INSTRUCTIONS TO FOLLOW | Extract the entries in their exact form.

Top of SOURCE MATERIAL

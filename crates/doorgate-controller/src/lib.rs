//! Door controller crate for the doorgate access endpoint.
//!
//! This crate contains the door state machine, the open-loop actuator, the
//! button debouncer and the control loop that ties reader, button,
//! authorizer and feedback together.

pub mod actuator;
pub mod control_loop;
pub mod debounce;
pub mod door;
pub mod entry;
pub mod error;

pub use actuator::DoorActuator;
pub use control_loop::{ControlLoop, LoopStats};
pub use debounce::{ButtonEdge, Debouncer};
pub use door::{Direction, DoorState, DoorStateMachine, MAX_HISTORY_SIZE, StateTransition};
pub use entry::EntryController;
pub use error::{ControllerError, Result};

Bottom of SOURCE MATERIAL

SOLUTION TO THIS PROBLEM |
filename crates/doorgate-controller/src/lib.rs
//! Door controller crate for the doorgate access endpoint.
//!
//! This crate contains the door state machine, the open-loop actuator, the
//! button debouncer and the control loop that ties reader, button,
//! authorizer and feedback together.

pub mod actuator;
pub mod control_loop;
pub mod debounce;
pub mod door;
pub mod entry;
pub mod error;

pub use actuator::DoorActuator;
pub use control_loop::{ControlLoop, LoopStats};
pub use debounce::{ButtonEdge, Debouncer};
pub use door::{Direction, DoorState, DoorStateMachine, MAX_HISTORY_SIZE, StateTransition};
pub use entry::EntryController;
pub use error::{ControllerError, Result};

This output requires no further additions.